There's no need for another build as BOLT runs directly on a compiled binary, and could be integrated into an existing build system. Operating directly on a machine code allows BOLT to boost performance on top of AutoFDO/PGO and LTO. Processing the binary directly requires a profile in a format different from what a compiler expects, as the compiler operates on source code and needs to attribute the profile to high-level constructs.
So what exactly would BOLT help with? I'm guessing mainly junky code or things a compiler cannot possibly optimize. Could you run BOLT on something that is known to be be well optimized?

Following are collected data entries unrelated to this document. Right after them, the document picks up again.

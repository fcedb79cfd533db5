//! Find/FindNext through search cursors.

use crate::{int, sheet, text, GridFault, MemoryGrid};
use excelcom_core::{
    CellPosition, Error, HostValue, LookAt, SearchDirection, SearchOptions, SearchOrder,
    SearchScope, SheetError,
};
use pretty_assertions::assert_eq;

fn column_of_x() -> MemoryGrid {
    MemoryGrid::with_rows("A1", vec![vec![text("x")], vec![text("x")], vec![text("x")]])
}

fn tokens(cells: &[excelcom_core::CellHandle]) -> Vec<String> {
    cells.iter().map(|c| c.token()).collect()
}

#[test]
fn test_find_without_match() {
    let mut ws = sheet(column_of_x());
    let options = SearchOptions::new("y").range("A1:A3").unwrap();

    assert!(ws.find(options).unwrap().is_none());
    assert_eq!(ws.backend().find_calls, 1);
}

#[test]
fn test_find_on_empty_sheet() {
    let mut ws = sheet(MemoryGrid::new());
    assert!(ws.find_value("*").unwrap().is_none());
}

#[test]
fn test_single_match_terminates() {
    let grid = MemoryGrid::with_rows("A1", vec![vec![text("a")], vec![text("x")], vec![text("b")]]);
    let mut ws = sheet(grid);

    let options = SearchOptions::new("x").range("A1:A3").unwrap();
    let cursor = ws.find(options).unwrap().unwrap();
    assert_eq!(cursor.position(), CellPosition::new(1, 0));

    let next = ws.advance(&cursor).unwrap();
    assert!(next.is_same_match(&cursor));
    assert_eq!(next, cursor);
    assert_eq!(ws.backend().find_next_calls, 1);
}

#[test]
fn test_forward_search_starts_after_top_left_and_wraps() {
    let mut ws = sheet(column_of_x());
    let options = SearchOptions::new("x").range("A1:A3").unwrap();

    let first = ws.find(options).unwrap().unwrap();
    assert_eq!(first.last_match().token(), "A2");

    let second = ws.advance(&first).unwrap();
    assert_eq!(second.last_match().token(), "A3");
    let third = ws.advance(&second).unwrap();
    assert_eq!(third.last_match().token(), "A1");
    let fourth = ws.advance(&third).unwrap();
    assert!(fourth.is_same_match(&first));
}

#[test]
fn test_reverse_search_keeps_walking_backward() {
    let mut ws = sheet(column_of_x());
    let options = SearchOptions::new("x")
        .range("A1:A3")
        .unwrap()
        .direction(SearchDirection::Previous);

    let first = ws.find(options).unwrap().unwrap();
    assert_eq!(first.last_match().token(), "A3");

    let second = ws.advance(&first).unwrap();
    assert_eq!(second.last_match().token(), "A2");
    let third = ws.advance(&second).unwrap();
    assert_eq!(third.last_match().token(), "A1");
    assert_eq!(third.options().direction, SearchDirection::Previous);
}

#[test]
fn test_find_all_forward_and_backward() {
    let mut ws = sheet(column_of_x());

    let forward = SearchOptions::new("x").range("A1:A3").unwrap();
    assert_eq!(tokens(&ws.find_all(forward).unwrap()), vec!["A2", "A3", "A1"]);

    let backward = SearchOptions::new("x")
        .range("A1:A3")
        .unwrap()
        .direction(SearchDirection::Previous);
    assert_eq!(tokens(&ws.find_all(backward).unwrap()), vec!["A3", "A2", "A1"]);
}

#[test]
fn test_find_all_without_match_is_empty() {
    let mut ws = sheet(column_of_x());
    assert!(ws.find_all(SearchOptions::new("nothing")).unwrap().is_empty());
    assert_eq!(ws.backend().find_next_calls, 0);
}

#[test]
fn test_search_order_by_columns() {
    let grid = MemoryGrid::with_rows(
        "A1",
        vec![vec![text("x"), text("x")], vec![text("x"), text("x")]],
    );
    let mut ws = sheet(grid);

    let by_rows = SearchOptions::new("x").range("A1:B2").unwrap();
    assert_eq!(
        tokens(&ws.find_all(by_rows).unwrap()),
        vec!["B1", "A2", "B2", "A1"]
    );

    let by_columns = SearchOptions::new("x")
        .range("A1:B2")
        .unwrap()
        .order(SearchOrder::ByColumns);
    assert_eq!(
        tokens(&ws.find_all(by_columns).unwrap()),
        vec!["A2", "B1", "B2", "A1"]
    );
}

#[test]
fn test_explicit_after() {
    let mut ws = sheet(column_of_x());
    let options = SearchOptions::new("x").range("A1:A3").unwrap().after("A2");

    let cursor = ws.find(options).unwrap().unwrap();
    assert_eq!(cursor.last_match().token(), "A3");
}

#[test]
fn test_after_outside_range_is_rejected_locally() {
    let mut ws = sheet(column_of_x());
    let options = SearchOptions::new("x").range("A1:A3").unwrap().after("B1");

    let err = ws.find(options).unwrap_err();
    assert!(matches!(
        err,
        SheetError::Engine(Error::AfterOutsideRange { .. })
    ));
    assert_eq!(ws.backend().find_calls, 0);
}

#[test]
fn test_whole_and_part_matching() {
    let grid = MemoryGrid::with_rows(
        "A1",
        vec![vec![text("Apple")], vec![text("apple pie")], vec![text("APPLE")]],
    );
    let mut ws = sheet(grid);

    let part = SearchOptions::new("apple").range("A1:A3").unwrap();
    assert_eq!(tokens(&ws.find_all(part).unwrap()), vec!["A2", "A3", "A1"]);

    let whole = SearchOptions::new("apple")
        .range("A1:A3")
        .unwrap()
        .look_at(LookAt::Whole);
    assert_eq!(tokens(&ws.find_all(whole).unwrap()), vec!["A3", "A1"]);

    let whole_case = SearchOptions::new("Apple")
        .range("A1:A3")
        .unwrap()
        .look_at(LookAt::Whole)
        .match_case(true);
    assert_eq!(tokens(&ws.find_all(whole_case).unwrap()), vec!["A1"]);
}

#[test]
fn test_wildcards() {
    let grid = MemoryGrid::with_rows("A1", vec![vec![text("abc"), text("abbc"), text("ac")]]);
    let mut ws = sheet(grid);

    let single = SearchOptions::new("a?c")
        .range("A1:C1")
        .unwrap()
        .look_at(LookAt::Whole);
    assert_eq!(tokens(&ws.find_all(single).unwrap()), vec!["A1"]);

    let any = SearchOptions::new("a*c")
        .range("A1:C1")
        .unwrap()
        .look_at(LookAt::Whole);
    assert_eq!(tokens(&ws.find_all(any).unwrap()), vec!["B1", "C1", "A1"]);
}

#[test]
fn test_find_value_searches_used_range() {
    let mut grid = MemoryGrid::new();
    grid.put("C3", int(42));
    grid.put("E7", text("other"));
    let mut ws = sheet(grid);

    let cursor = ws.find_value("42").unwrap().unwrap();
    assert_eq!(cursor.anchor(), &SearchScope::UsedRange);
    assert_eq!(cursor.last_match().token(), "C3");
    assert_eq!(cursor.content(), HostValue::I32(42));
}

#[test]
fn test_default_search_visits_every_filled_cell() {
    let mut grid = MemoryGrid::new();
    grid.put("A1", int(1));
    grid.put("B2", int(2));
    grid.put("C1", int(3));
    let mut ws = sheet(grid);

    let all = ws.find_all(SearchOptions::default()).unwrap();
    assert_eq!(tokens(&all), vec!["C1", "B2", "A1"]);
}

#[test]
fn test_cursor_survives_grid_failure() {
    let mut ws = sheet(column_of_x());
    let cursor = ws
        .find(SearchOptions::new("x").range("A1:A3").unwrap())
        .unwrap()
        .unwrap();

    ws.backend_mut().offline = true;
    let err = ws.advance(&cursor).unwrap_err();
    assert!(matches!(err, SheetError::Backend(GridFault::Offline)));

    ws.backend_mut().offline = false;
    let next = ws.advance(&cursor).unwrap();
    assert_eq!(next.last_match().token(), "A3");
}
//! Protocol types for talking to a grid automation bridge.
//!
//! The protocol is JSON over a byte stream: one JSON object per line in each
//! direction. Every request carries an id; the bridge answers each request
//! with exactly one response carrying the same id.

use std::fmt;

use excelcom_core::{CellHandle, CellPosition, FindQuery, RawGridValue, SearchDirection};
use serde::{Deserialize, Serialize};

/// A command sent from the client to the bridge.
#[derive(Debug, Clone, PartialEq, Serialize, Deserialize)]
pub struct Request {
    /// Monotonically increasing request ID for correlating responses.
    pub id: u64,
    /// The command to execute.
    #[serde(flatten)]
    pub command: Command,
}

/// Commands the client can send to the bridge.
#[derive(Debug, Clone, PartialEq, Serialize, Deserialize)]
#[serde(tag = "cmd", content = "params")]
pub enum Command {
    /// Read the value of a range token or `"UsedRange"`.
    GetRangeValue { sheet: SheetRef, range: String },

    /// Write a scalar (broadcast to every cell) or a column-major array.
    SetRangeValue {
        sheet: SheetRef,
        range: String,
        value: RawGridValue,
    },

    /// Run Find over a range. Answered with a `Match`.
    Find { sheet: SheetRef, query: FindQuery },

    /// Continue the last Find from a previous match. Answered with a `Match`.
    FindNext {
        sheet: SheetRef,
        range: String,
        after: CellPosition,
        direction: SearchDirection,
    },
}

impl Command {
    /// Command name as it appears on the wire
    pub fn name(&self) -> &'static str {
        match self {
            Command::GetRangeValue { .. } => "GetRangeValue",
            Command::SetRangeValue { .. } => "SetRangeValue",
            Command::Find { .. } => "Find",
            Command::FindNext { .. } => "FindNext",
        }
    }
}

/// Reference to a worksheet, by 0-based index or by name.
#[derive(Debug, Clone, PartialEq, Eq, Hash, Serialize, Deserialize)]
#[serde(untagged)]
pub enum SheetRef {
    Index(u32),
    Name(String),
}

impl Default for SheetRef {
    fn default() -> Self {
        SheetRef::Index(0)
    }
}

impl From<u32> for SheetRef {
    fn from(index: u32) -> Self {
        SheetRef::Index(index)
    }
}

impl From<&str> for SheetRef {
    fn from(name: &str) -> Self {
        SheetRef::Name(name.to_string())
    }
}

impl From<String> for SheetRef {
    fn from(name: String) -> Self {
        SheetRef::Name(name)
    }
}

impl fmt::Display for SheetRef {
    fn fmt(&self, f: &mut fmt::Formatter<'_>) -> fmt::Result {
        match self {
            SheetRef::Index(i) => write!(f, "#{i}"),
            SheetRef::Name(name) => write!(f, "{name}"),
        }
    }
}

/// A response sent from the bridge back to the client.
#[derive(Debug, Clone, PartialEq, Serialize, Deserialize)]
pub struct Response {
    /// The request ID this response corresponds to.
    pub id: u64,
    /// The result of the command.
    #[serde(flatten)]
    pub result: ResponseResult,
}

impl Response {
    pub fn ok(id: u64, data: Option<ResponseData>) -> Self {
        Self {
            id,
            result: ResponseResult::Ok { data },
        }
    }

    pub fn error(id: u64, message: impl Into<String>) -> Self {
        Self {
            id,
            result: ResponseResult::Error {
                message: message.into(),
            },
        }
    }
}

#[derive(Debug, Clone, PartialEq, Serialize, Deserialize)]
#[serde(tag = "status")]
pub enum ResponseResult {
    #[serde(rename = "ok")]
    Ok {
        #[serde(skip_serializing_if = "Option::is_none")]
        data: Option<ResponseData>,
    },
    #[serde(rename = "error")]
    Error { message: String },
}

/// Data returned in successful responses.
#[derive(Debug, Clone, PartialEq, Serialize, Deserialize)]
#[serde(untagged)]
pub enum ResponseData {
    /// Value of a range.
    Value { value: RawGridValue },
    /// Outcome of a Find or FindNext; `None` when nothing matched.
    Match { cell: Option<CellHandle> },
}

/// Encode a message as one line of JSON, including the trailing newline.
pub fn to_line<T: Serialize>(message: &T) -> serde_json::Result<String> {
    let mut line = serde_json::to_string(message)?;
    line.push('\n');
    Ok(line)
}

/// Decode one line of JSON; surrounding whitespace is ignored.
pub fn from_line<'a, T: Deserialize<'a>>(line: &'a str) -> serde_json::Result<T> {
    serde_json::from_str(line.trim())
}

If BOLT can work directly on binaries, is there anything stopping it from being integrated as a kernel module into the OS, so that binaries are continually being profiled and optimized?
It seems to me that an optimized OS image could be also be created.
That doesn't seem like it would be profitable. Profiling the running process, processing the profile, and then relinking the binary on a single host wouldn't pay off compared to profiling in the large, relinking the program once and redeploying it at scale. Peak optimization is expensive.
My phone runs approximately zero new binaries every day. I'd happily let my phone optimize itself while charging so that netflix, youtube, or other heavy CPU users use less battery.
I'm headed to work now but I'll try opera 12 and the oracle JVM later. As for the latter, I'm curious as to how much the running application will influence the final optimizations applied. Since you used it on hhvm, did you see anything interesting regarding this, or does of always optimize towards the same optimal layout?